Only some lines are wanted. Transcribe, exactly, the lines below from the line with "underlying attribute map." up to and including the line with "or not positive.".

◇ ◇ ◇ ◇

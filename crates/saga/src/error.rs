//! Saga error types.

use stock_store::StoreError;
use thiserror::Error;

/// Errors that escape the reservation saga.
///
/// Domain-level failures (bad quantity, unknown product, lost
/// conditional write) never surface here; they are reported as
/// per-item outcomes in the batch result. Only infrastructure
/// failures propagate, so the invoking orchestrator can retry the
/// whole batch.
#[derive(Debug, Error)]
pub enum SagaError {
    /// Stock store error (throttling, permission, transport).
    #[error("stock store error: {0}")]
    Store(#[from] StoreError),

    /// Event publish error.
    #[error("event publish error: {0}")]
    Publish(String),

    /// Serialization error.
    #[error("serialization error: {0}")]
    Serialization(#[from] serde_json::Error),
}

/// Convenience type alias for saga results.
pub type Result<T> = std::result::Result<T, SagaError>;
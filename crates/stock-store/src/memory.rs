use std::collections::HashMap;
use std::sync::Arc;

use async_trait::async_trait;
use tokio::sync::RwLock;

use crate::{
    QuantityDelta, ReserveGuard, Result, StockRecord, StoreError, StoreKey,
    store::{StockStore, guard_holds},
};

#[derive(Debug, Default)]
struct InMemoryStoreState {
    records: HashMap<StoreKey, StockRecord>,
    conditional_updates: usize,
    unconditional_updates: usize,
    // Test switches.
    unavailable_after: Option<usize>,
    fail_on_update: bool,
}

/// In-memory stock store implementation for testing.
///
/// Provides the same interface and conditional-write semantics as the
/// external key-value store: the guard is evaluated against the
/// record's state at write time, under the write lock.
#[derive(Clone, Default)]
pub struct InMemoryStockStore {
    state: Arc<RwLock<InMemoryStoreState>>,
}

impl InMemoryStockStore {
    /// Creates a new empty in-memory stock store.
    pub fn new() -> Self {
        Self::default()
    }

    /// Inserts a record, keyed by its identifying fields.
    pub async fn insert(&self, record: StockRecord) {
        let key = StoreKey::from_record(&record);
        self.state.write().await.records.insert(key, record);
    }

    /// Returns the current record at `key`, if any.
    pub async fn get(&self, key: &StoreKey) -> Option<StockRecord> {
        self.state.read().await.records.get(key).cloned()
    }

    /// Returns the number of stored records.
    pub async fn record_count(&self) -> usize {
        self.state.read().await.records.len()
    }

    /// Returns the number of conditional updates attempted so far,
    /// successful or not.
    pub async fn conditional_update_count(&self) -> usize {
        self.state.read().await.conditional_updates
    }

    /// Returns the number of unconditional updates applied.
    pub async fn update_count(&self) -> usize {
        self.state.read().await.unconditional_updates
    }

    /// Configures the store to answer `Unavailable` on every
    /// conditional update after the first `n` attempts.
    pub async fn set_unavailable_after(&self, n: usize) {
        self.state.write().await.unavailable_after = Some(n);
    }

    /// Configures unconditional updates to fail with `Unavailable`.
    pub async fn set_fail_on_update(&self, fail: bool) {
        self.state.write().await.fail_on_update = fail;
    }
}

#[async_trait]
impl StockStore for InMemoryStockStore {
    async fn get_by_keys(&self, keys: &[StoreKey]) -> Result<Vec<StockRecord>> {
        let state = self.state.read().await;
        Ok(keys
            .iter()
            .filter_map(|key| state.records.get(key).cloned())
            .collect())
    }

    async fn conditional_update(
        &self,
        key: &StoreKey,
        guard: &ReserveGuard,
        delta: &QuantityDelta,
    ) -> Result<StockRecord> {
        let mut state = self.state.write().await;

        if let Some(after) = state.unavailable_after
            && state.conditional_updates >= after
        {
            return Err(StoreError::Unavailable(
                "simulated throttling".to_string(),
            ));
        }
        state.conditional_updates += 1;

        let record = state
            .records
            .get_mut(key)
            .ok_or_else(|| StoreError::ConditionFailed(key.clone()))?;

        if !guard_holds(guard, record) {
            return Err(StoreError::ConditionFailed(key.clone()));
        }

        delta.apply_to(record);
        Ok(record.clone())
    }

    async fn update(&self, key: &StoreKey, delta: &QuantityDelta) -> Result<StockRecord> {
        let mut state = self.state.write().await;

        if state.fail_on_update {
            return Err(StoreError::Unavailable(
                "simulated update failure".to_string(),
            ));
        }
        state.unconditional_updates += 1;

        let record = state
            .records
            .get_mut(key)
            .ok_or_else(|| StoreError::RecordNotFound(key.clone()))?;

        delta.apply_to(record);
        Ok(record.clone())
    }
}

#[cfg(test)]
mod tests {
    use super::*;
    use serde_json::json;

    fn record(value: serde_json::Value) -> StockRecord {
        StockRecord::new(value.as_object().unwrap().clone())
    }

    async fn store_with_record(value: serde_json::Value) -> (InMemoryStockStore, StoreKey) {
        let store = InMemoryStockStore::new();
        let rec = record(value);
        let key = StoreKey::from_record(&rec);
        store.insert(rec).await;
        (store, key)
    }

    #[tokio::test]
    async fn get_by_keys_skips_missing() {
        let (store, key) = store_with_record(json!({"productId": "A", "stock": 10})).await;

        let mut missing = StoreKey::new();
        missing.insert("productId", "B");

        let records = store.get_by_keys(&[key, missing]).await.unwrap();
        assert_eq!(records.len(), 1);
        assert_eq!(records[0].number("stock"), Some(10.0));
    }

    #[tokio::test]
    async fn conditional_update_applies_when_guard_holds() {
        let (store, key) = store_with_record(json!({"productId": "A", "stock": 10})).await;

        let updated = store
            .conditional_update(
                &key,
                &ReserveGuard::at_least("stock", 4.0),
                &QuantityDelta::reserve("stock", "reserved", 4.0),
            )
            .await
            .unwrap();

        assert_eq!(updated.number("stock"), Some(6.0));
        assert_eq!(updated.number("reserved"), Some(4.0));
        assert_eq!(store.conditional_update_count().await, 1);
    }

    #[tokio::test]
    async fn conditional_update_rejects_insufficient_stock() {
        let (store, key) = store_with_record(json!({"productId": "A", "stock": 3})).await;

        let result = store
            .conditional_update(
                &key,
                &ReserveGuard::at_least("stock", 4.0),
                &QuantityDelta::reserve("stock", "reserved", 4.0),
            )
            .await;

        assert!(matches!(result, Err(StoreError::ConditionFailed(_))));
        // Rejected writes leave the record untouched.
        let rec = store.get(&key).await.unwrap();
        assert_eq!(rec.number("stock"), Some(3.0));
        assert!(!rec.contains("reserved"));
    }

    #[tokio::test]
    async fn conditional_update_rejects_missing_record() {
        let store = InMemoryStockStore::new();
        let mut key = StoreKey::new();
        key.insert("productId", "ghost");

        let result = store
            .conditional_update(
                &key,
                &ReserveGuard::at_least("stock", 1.0),
                &QuantityDelta::reserve("stock", "reserved", 1.0),
            )
            .await;

        assert!(matches!(result, Err(StoreError::ConditionFailed(_))));
    }

    #[tokio::test]
    async fn unconditional_update_ignores_guard_semantics() {
        let (store, key) = store_with_record(
            json!({"productId": "A", "stock": 6, "reserved": 4}),
        )
        .await;

        let updated = store
            .update(&key, &QuantityDelta::release("stock", "reserved", 4.0))
            .await
            .unwrap();

        assert_eq!(updated.number("stock"), Some(10.0));
        assert_eq!(updated.number("reserved"), Some(0.0));
        assert_eq!(store.update_count().await, 1);
    }

    #[tokio::test]
    async fn unconditional_update_requires_record() {
        let store = InMemoryStockStore::new();
        let mut key = StoreKey::new();
        key.insert("productId", "ghost");

        let result = store
            .update(&key, &QuantityDelta::release("stock", "reserved", 1.0))
            .await;

        assert!(matches!(result, Err(StoreError::RecordNotFound(_))));
    }

    #[tokio::test]
    async fn unavailable_after_limits_conditional_updates() {
        let (store, key) = store_with_record(json!({"productId": "A", "stock": 10})).await;
        store.set_unavailable_after(1).await;

        let guard = ReserveGuard::at_least("stock", 1.0);
        let delta = QuantityDelta::reserve("stock", "reserved", 1.0);

        store.conditional_update(&key, &guard, &delta).await.unwrap();
        let second = store.conditional_update(&key, &guard, &delta).await;
        assert!(matches!(second, Err(StoreError::Unavailable(_))));
    }

    #[tokio::test]
    async fn fail_on_update_simulates_rollback_failure() {
        let (store, key) = store_with_record(json!({"productId": "A", "stock": 10})).await;
        store.set_fail_on_update(true).await;

        let result = store
            .update(&key, &QuantityDelta::release("stock", "reserved", 1.0))
            .await;
        assert!(matches!(result, Err(StoreError::Unavailable(_))));
    }

    #[tokio::test]
    async fn partitioned_records_keyed_independently() {
        let store = InMemoryStockStore::new();
        store
            .insert(record(json!({"productId": "A", "branchId": "n", "stock": 5})))
            .await;
        store
            .insert(record(json!({"productId": "A", "branchId": "s", "stock": 7})))
            .await;

        assert_eq!(store.record_count().await, 2);
    }
}
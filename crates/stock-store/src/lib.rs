//! Store collaborator for the inventory reservation saga.
//!
//! The underlying store is a key-value service with per-record
//! conditional writes and no multi-item transaction. This crate
//! defines the interface the saga depends on:
//! - [`StockStore`] — batch get, conditional update, unconditional
//!   update (used for rollback)
//! - [`StoreKey`] — the full identifying key of one record
//! - [`StockRecord`] — a schema-flexible record
//! - typed attribute-value decoding for store-serialized records
//!
//! [`InMemoryStockStore`] provides the same semantics in memory for
//! tests and local runs, including the conditional-write predicate.

pub mod attr;
pub mod error;
pub mod key;
pub mod memory;
pub mod record;
pub mod store;

pub use attr::AttrDecodeError;
pub use error::{Result, StoreError};
pub use key::StoreKey;
pub use memory::InMemoryStockStore;
pub use record::StockRecord;
pub use store::{QuantityDelta, ReserveGuard, StockStore};
use common::ProductId;
use serde::{Deserialize, Serialize};
use serde_json::{Map, Value};

/// Attribute names that may carry a record's item identifier, in
/// priority order.
pub const ID_FIELDS: [&str; 4] = ["productId", "itemId", "id", "product_id"];

/// One inventory line, as stored.
///
/// The record schema is not fixed: quantity attributes go by several
/// names across deployments, and partition fields may or may not be
/// present. The record is therefore kept as a plain attribute map and
/// interpreted through resolved field names.
#[derive(Debug, Clone, Default, PartialEq, Serialize, Deserialize)]
#[serde(transparent)]
pub struct StockRecord(Map<String, Value>);

impl StockRecord {
    /// Creates a record from an attribute map.
    pub fn new(attributes: Map<String, Value>) -> Self {
        Self(attributes)
    }

    /// Returns an attribute value, if present.
    pub fn get(&self, field: &str) -> Option<&Value> {
        self.0.get(field)
    }

    /// True when the record carries the attribute.
    pub fn contains(&self, field: &str) -> bool {
        self.0.contains_key(field)
    }

    /// Reads an attribute as a number.
    ///
    /// Numeric strings are accepted too; store-serialized numbers
    /// arrive as strings when a record skipped typed-value decoding.
    pub fn number(&self, field: &str) -> Option<f64> {
        match self.0.get(field)? {
            Value::Number(n) => n.as_f64(),
            Value::String(s) => s.trim().parse().ok(),
            _ => None,
        }
    }

    /// Writes a numeric attribute.
    pub fn set_number(&mut self, field: &str, value: f64) {
        let number = serde_json::Number::from_f64(value)
            .unwrap_or_else(|| serde_json::Number::from(0));
        self.0.insert(field.to_string(), Value::Number(number));
    }

    /// Returns the record's item identifier from the first of
    /// [`ID_FIELDS`] present.
    pub fn identifier(&self) -> Option<ProductId> {
        for field in ID_FIELDS {
            match self.0.get(field) {
                Some(Value::String(s)) => return Some(ProductId::new(s.clone())),
                Some(Value::Number(n)) => return Some(ProductId::new(n.to_string())),
                _ => {}
            }
        }
        None
    }

    /// Borrows the underlying attribute map.
    pub fn attributes(&self) -> &Map<String, Value> {
        &self.0
    }

    /// Consumes the record, returning the attribute map.
    pub fn into_attributes(self) -> Map<String, Value> {
        self.0
    }
}

impl From<Map<String, Value>> for StockRecord {
    fn from(attributes: Map<String, Value>) -> Self {
        Self(attributes)
    }
}
//! Per-item outcomes and the batch result report.

use common::ProductId;
use serde::{Deserialize, Serialize};

/// Failure reasons reported in per-item outcomes and short-circuit
/// batch results. These strings are part of the downstream contract.
pub mod reason {
    /// No stock record matched the requested identifier.
    pub const PRODUCT_NOT_FOUND: &str = "product_not_found_in_db";
    /// The requested quantity was missing, non-numeric, or not positive.
    pub const INVALID_QUANTITY: &str = "invalid_requested_quantity";
    /// The snapshot already showed less stock than requested.
    pub const INSUFFICIENT_STOCK: &str = "insufficient_stock";
    /// The store rejected the write: the record vanished or a
    /// concurrent reservation consumed the stock after the snapshot.
    pub const CONDITION_FAILED: &str = "conditional_check_failed_or_insufficient_stock";
    /// The envelope yielded no requested items.
    pub const NO_REQUESTED_ITEMS: &str = "No requested items found in input";
    /// The envelope yielded no stock records.
    pub const NO_DB_ITEMS: &str = "No DB items found in input (batchGetItem result missing)";
}

/// Terminal state of one requested item.
#[derive(Debug, Clone, Copy, PartialEq, Eq, Serialize, Deserialize)]
#[serde(rename_all = "lowercase")]
pub enum ItemStatus {
    /// The conditional write applied; stock moved to reserved.
    Reserved,
    /// The item could not be reserved; see the outcome reason.
    Failed,
}

/// The result of attempting to reserve one requested item.
#[derive(Debug, Clone, Serialize, Deserialize)]
pub struct ReservationOutcome {
    #[serde(rename = "productId")]
    pub product_id: ProductId,
    /// Quantity requested for this item.
    pub requested: f64,
    /// Available quantity read from the snapshot; `None` when no
    /// record was found for the item.
    #[serde(rename = "availableBefore")]
    pub available_before: Option<f64>,
    /// Available quantity returned by the store after a successful
    /// write.
    #[serde(rename = "availableAfter", skip_serializing_if = "Option::is_none")]
    pub available_after: Option<f64>,
    pub status: ItemStatus,
    #[serde(skip_serializing_if = "Option::is_none")]
    pub reason: Option<String>,
}

impl ReservationOutcome {
    /// Outcome for a successfully reserved item.
    pub fn reserved(
        product_id: ProductId,
        requested: f64,
        available_before: f64,
        available_after: Option<f64>,
    ) -> Self {
        Self {
            product_id,
            requested,
            available_before: Some(available_before),
            available_after,
            status: ItemStatus::Reserved,
            reason: None,
        }
    }

    /// Outcome for an item that failed to reserve.
    pub fn failed(
        product_id: ProductId,
        requested: f64,
        available_before: Option<f64>,
        reason: &str,
    ) -> Self {
        Self {
            product_id,
            requested,
            available_before,
            available_after: None,
            status: ItemStatus::Failed,
            reason: Some(reason.to_string()),
        }
    }

    /// True when the item reached `Reserved`.
    pub fn is_reserved(&self) -> bool {
        self.status == ItemStatus::Reserved
    }
}

/// The full report for one batch invocation.
///
/// `reserved` is true only when every requested item reached
/// `Reserved`; a single failure flips the whole batch. The per-item
/// list is always included so the caller can see exactly which items
/// succeeded or failed and why.
#[derive(Debug, Clone, Serialize, Deserialize)]
pub struct BatchResult {
    pub reserved: bool,
    pub products: Vec<ReservationOutcome>,
    /// Set only on short-circuit paths (nothing to reserve / no
    /// stock snapshot in the envelope).
    #[serde(skip_serializing_if = "Option::is_none")]
    pub reason: Option<String>,
}

impl BatchResult {
    /// Builds the batch verdict from per-item outcomes.
    pub fn from_outcomes(products: Vec<ReservationOutcome>) -> Self {
        let reserved = products.iter().all(ReservationOutcome::is_reserved);
        Self {
            reserved,
            products,
            reason: None,
        }
    }

    /// A failed result with no per-item outcomes, for envelopes that
    /// yield nothing to work on.
    pub fn empty(reason: &str) -> Self {
        Self {
            reserved: false,
            products: Vec::new(),
            reason: Some(reason.to_string()),
        }
    }
}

◇ ◇ ◇ ◇

→ WRITTEN ANSWER:
    /// Borrows the underlying attribute map.
    pub fn attributes(&self) -> &Map<String, Value> {
        &self.0
    }

    /// Consumes the record, returning the attribute map.
    pub fn into_attributes(self) -> Map<String, Value> {
        self.0
    }
}

impl From<Map<String, Value>> for StockRecord {
    fn from(attributes: Map<String, Value>) -> Self {
        Self(attributes)
    }
}
//! Per-item outcomes and the batch result report.

use common::ProductId;
use serde::{Deserialize, Serialize};

/// Failure reasons reported in per-item outcomes and short-circuit
/// batch results. These strings are part of the downstream contract.
pub mod reason {
    /// No stock record matched the requested identifier.
    pub const PRODUCT_NOT_FOUND: &str = "product_not_found_in_db";
    /// The requested quantity was missing, non-numeric, or not positive.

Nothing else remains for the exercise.